## Task directions
In the entries below, tally the lines that contain the string "SingleExt", then state that number alone.

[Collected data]

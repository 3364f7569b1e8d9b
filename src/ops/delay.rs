//! Defers the delivery of a Single's terminal event: the event is captured
//! the moment the upstream produces it, then re-emitted to the consumer on a
//! scheduler worker once the configured delay has elapsed.

use crate::prelude::*;

/// Delay adapter for the local context.
#[derive(Clone)]
pub struct DelayOp<S, SD> {
  pub(crate) source: S,
  pub(crate) delay: Duration,
  pub(crate) scheduler: SD,
}

/// Thread-safe rendition of [`DelayOp`].
#[derive(Clone)]
pub struct DelayOpThreads<S, SD> {
  pub(crate) source: S,
  pub(crate) delay: Duration,
  pub(crate) scheduler: SD,
}

/// Observer handed to the upstream.
///
/// Holds no pending event of its own: the terminal event moves into the one
/// forwarding task it schedules, so a pending value and a pending error can
/// never coexist, and cancelling the worker drops the event with the task.
pub struct DelayObserver<O, W> {
  observer: MutRc<Option<O>>,
  worker: W,
  delay: Duration,
}

pub struct DelayObserverThreads<O, W> {
  observer: MutArc<Option<O>>,
  worker: W,
  delay: Duration,
}

/// Registered on the composite subscription so that cancelling after the
/// event was captured, but before the delay elapsed, detaches the consumer:
/// a forwarding task that still manages to run finds the slot empty.
pub struct DetachObserver<R>(R);

macro_rules! impl_detach_observer {
  ($rc: ident) => {
    impl<O> SubscriptionLike for DetachObserver<$rc<Option<O>>> {
      fn unsubscribe(&mut self) { self.0.rc_deref_mut().take(); }

      fn is_closed(&self) -> bool { self.0.rc_deref().is_none() }
    }
  };
}

impl_detach_observer!(MutRc);
impl_detach_observer!(MutArc);

/// Releases the worker on every exit path of a forwarding task, a panicking
/// downstream handler included.
struct WorkerGuard<W: SubscriptionLike>(W);

impl<W: SubscriptionLike> Drop for WorkerGuard<W> {
  fn drop(&mut self) { self.0.unsubscribe(); }
}

fn success_task<Item, Err, O, W>((mut observer, value, worker): (O, Item, W))
where
  O: SingleObserver<Item, Err>,
  W: SubscriptionLike,
{
  let _worker = WorkerGuard(worker);
  observer.on_success(value);
}

fn error_task<Item, Err, O, W>((mut observer, err, worker): (O, Err, W))
where
  O: SingleObserver<Item, Err>,
  W: SubscriptionLike,
{
  let _worker = WorkerGuard(worker);
  observer.on_error(err);
}

macro_rules! impl_delay_single {
  ($op: ty, $rc: ident, $observer: ident, $subscription: ty,
   $scheduler: ident, $worker: ident $(, $send: ident)?) => {
    impl<Item, Err, O, S, SD> Single<Item, Err, O> for $op
    where
      Item: $($send +)? 'static,
      Err: $($send +)? 'static,
      O: SingleObserver<Item, Err> $(+ $send)? + 'static,
      S: Single<Item, Err, $observer<O, SD::Worker>>,
      S::Unsub: $($send + Sync +)? 'static,
      SD: $scheduler,
    {
      type Unsub = $subscription;

      fn actual_subscribe(self, observer: O) -> Self::Unsub {
        let Self { source, delay, scheduler } = self;
        let worker = scheduler.create_worker();
        let subscription = <$subscription>::default();
        let observer = $rc::own(Some(observer));
        // the upstream may terminate synchronously; both resources must be
        // tracked before it starts
        subscription.add(worker.clone());
        subscription.add(DetachObserver(observer.clone()));
        let delay_observer = $observer { observer, worker, delay };
        subscription.add(source.actual_subscribe(delay_observer));
        subscription
      }
    }

    impl<Item, Err, O, W> SingleObserver<Item, Err> for $observer<O, W>
    where
      Item: $($send +)? 'static,
      Err: $($send +)? 'static,
      O: SingleObserver<Item, Err> $(+ $send)? + 'static,
      W: $worker $(+ $send)? + 'static,
    {
      fn on_success(&mut self, value: Item) {
        let state = (self.observer.clone(), value, self.worker.clone());
        self.worker.schedule(
          success_task::<Item, Err, $rc<Option<O>>, W>,
          Some(self.delay),
          state,
        );
      }

      fn on_error(&mut self, err: Err) {
        let state = (self.observer.clone(), err, self.worker.clone());
        self.worker.schedule(
          error_task::<Item, Err, $rc<Option<O>>, W>,
          Some(self.delay),
          state,
        );
      }
    }

    impl<Item, Err, S, SD> SingleExt<Item, Err> for $op where
      S: SingleExt<Item, Err>
    {
    }
  };
}

impl_delay_single!(
  DelayOp<S, SD>,
  MutRc,
  DelayObserver,
  LocalSubscription,
  LocalScheduler,
  LocalWorker
);
impl_delay_single!(
  DelayOpThreads<S, SD>,
  MutArc,
  DelayObserverThreads,
  SharedSubscription,
  SharedScheduler,
  SharedWorker,
  Send
);

#[cfg(test)]
mod test {
  use std::{
    cell::{Cell, RefCell},
    rc::Rc,
    time::Instant,
  };

  use bencher::benchmark_group;
  use futures::executor::LocalPool;

  use super::*;
  use crate::{prelude::*, test_scheduler::ManualScheduler};

  #[test]
  fn local_smoke() {
    let value = Rc::new(RefCell::new(0));
    let c_value = value.clone();
    let mut pool = LocalPool::new();
    single::of(1)
      .delay(Duration::from_millis(1), pool.spawner())
      .subscribe(move |v| {
        *c_value.borrow_mut() = v;
      });
    assert_eq!(*value.borrow(), 0);
    let stamp = Instant::now();
    pool.run();
    assert!(stamp.elapsed() >= Duration::from_millis(1));
    assert_eq!(*value.borrow(), 1);
  }

  #[test]
  fn virtual_time_success() {
    let scheduler = ManualScheduler::now();
    let received = Rc::new(RefCell::new(Vec::new()));
    let r = received.clone();
    single::of(42)
      .delay(Duration::from_millis(100), scheduler.clone())
      .subscribe(move |v| r.borrow_mut().push(v));

    scheduler.advance_and_run(Duration::from_millis(50));
    assert!(received.borrow().is_empty());
    scheduler.advance_and_run(Duration::from_millis(50));
    assert_eq!(*received.borrow(), vec![42]);
  }

  #[test]
  fn virtual_time_error() {
    let scheduler = ManualScheduler::now();
    let errors = Rc::new(RefCell::new(Vec::new()));
    let values = Rc::new(Cell::new(0));
    let e = errors.clone();
    let v = values.clone();
    single::throw("boom")
      .delay(Duration::from_millis(50), scheduler.clone())
      .subscribe_all(
        move |_: i32| v.set(v.get() + 1),
        move |err| e.borrow_mut().push(err),
      );

    scheduler.advance_and_run(Duration::from_millis(49));
    assert!(errors.borrow().is_empty());
    scheduler.advance_and_run(Duration::from_millis(1));
    assert_eq!(*errors.borrow(), vec!["boom"]);
    assert_eq!(values.get(), 0);
  }

  #[test]
  fn exactly_once_delivery() {
    let scheduler = ManualScheduler::now();
    let hits = Rc::new(Cell::new(0));
    let h = hits.clone();
    single::of(7)
      .delay(Duration::from_millis(10), scheduler.clone())
      .subscribe(move |_| h.set(h.get() + 1));

    scheduler.advance_and_run(Duration::from_millis(10));
    scheduler.advance_and_run(Duration::from_millis(1000));
    assert_eq!(hits.get(), 1);
  }

  #[test]
  fn unsubscribe_suppresses_captured_event() {
    let scheduler = ManualScheduler::now();
    let hits = Rc::new(Cell::new(0));
    let h = hits.clone();
    let mut sub = single::of(1)
      .delay(Duration::from_millis(100), scheduler.clone())
      .subscribe(move |_| h.set(h.get() + 1));

    scheduler.advance_and_run(Duration::from_millis(10));
    sub.unsubscribe();
    scheduler.advance_and_run(Duration::from_millis(200));
    assert_eq!(hits.get(), 0);
  }

  #[test]
  fn unsubscribe_is_idempotent() {
    let scheduler = ManualScheduler::now();
    let hits = Rc::new(Cell::new(0));
    let h = hits.clone();
    let mut sub = single::of(1)
      .delay(Duration::from_millis(100), scheduler.clone())
      .subscribe(move |_| h.set(h.get() + 1));

    sub.unsubscribe();
    sub.unsubscribe();
    scheduler.advance_and_run(Duration::from_millis(200));
    assert_eq!(hits.get(), 0);
  }

  #[test]
  fn unsubscribe_before_upstream_terminal() {
    let scheduler = ManualScheduler::now();
    let parked = Rc::new(RefCell::new(None));
    let p = parked.clone();
    let hits = Rc::new(Cell::new(0));
    let h = hits.clone();
    let mut sub = single::create(move |observer| *p.borrow_mut() = Some(observer))
      .delay(Duration::from_millis(10), scheduler.clone())
      .subscribe(move |_: i32| h.set(h.get() + 1));

    sub.unsubscribe();
    // late terminal on a released worker: the forwarding task must never run
    if let Some(mut observer) = parked.borrow_mut().take() {
      observer.on_success(5);
    }
    scheduler.advance_and_run(Duration::from_secs(1));
    assert_eq!(hits.get(), 0);
  }

  #[test]
  fn forwarding_releases_worker() {
    let scheduler = ManualScheduler::now();
    let worker = scheduler.create_worker();
    let delivered = Rc::new(Cell::new(false));
    let d = delivered.clone();
    let mut delay_observer = DelayObserver {
      observer: MutRc::own(Some(SubscribeSuccess(move |_: i32| d.set(true)))),
      worker: worker.clone(),
      delay: Duration::from_millis(5),
    };
    delay_observer.on_success(3);

    assert!(!worker.is_closed());
    scheduler.advance_and_run(Duration::from_millis(5));
    assert!(delivered.get());
    assert!(worker.is_closed());
  }

  #[test]
  fn panicking_downstream_still_releases_worker() {
    use std::panic::{catch_unwind, AssertUnwindSafe};

    let scheduler = ManualScheduler::now();
    let worker = scheduler.create_worker();
    let mut delay_observer = DelayObserver {
      observer: MutRc::own(Some(SubscribeSuccess(|_: i32| panic!("downstream")))),
      worker: worker.clone(),
      delay: Duration::from_millis(1),
    };
    delay_observer.on_success(1);

    let result = catch_unwind(AssertUnwindSafe(|| {
      scheduler.advance_and_run(Duration::from_millis(1));
    }));
    assert!(result.is_err());
    assert!(worker.is_closed());
  }

  #[test]
  fn zero_delay_keeps_scheduling_path() {
    let value = Rc::new(Cell::new(0));
    let v = value.clone();
    let mut pool = LocalPool::new();
    single::of(9)
      .delay(Duration::ZERO, pool.spawner())
      .subscribe(move |x| v.set(x));

    assert_eq!(value.get(), 0);
    pool.run();
    assert_eq!(value.get(), 9);
  }

  #[cfg(feature = "futures-scheduler")]
  #[test]
  fn shared_smoke() {
    use std::sync::mpsc;

    use futures::executor::ThreadPool;

    let pool = ThreadPool::new().unwrap();
    let (tx, rx) = mpsc::channel();
    let stamp = Instant::now();
    single::of(1)
      .delay_threads(Duration::from_millis(10), pool)
      .subscribe(move |v| tx.send(v).unwrap());

    assert_eq!(rx.recv_timeout(Duration::from_secs(5)).unwrap(), 1);
    assert!(stamp.elapsed() >= Duration::from_millis(10));
  }

  #[cfg(feature = "futures-scheduler")]
  #[test]
  fn shared_unsubscribe_prevents_delivery() {
    use std::sync::mpsc;

    use futures::executor::ThreadPool;

    let pool = ThreadPool::new().unwrap();
    let (tx, rx) = mpsc::channel();
    let mut sub = single::of(1)
      .delay_threads(Duration::from_millis(50), pool)
      .subscribe(move |v| tx.send(v).unwrap());
    sub.unsubscribe();
    assert!(rx.recv_timeout(Duration::from_millis(200)).is_err());
  }

  #[test]
  fn bench() { do_bench(); }

  benchmark_group!(do_bench, bench_delay);

  fn bench_delay(b: &mut bencher::Bencher) { b.iter(local_smoke); }
}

## Exercise answer
2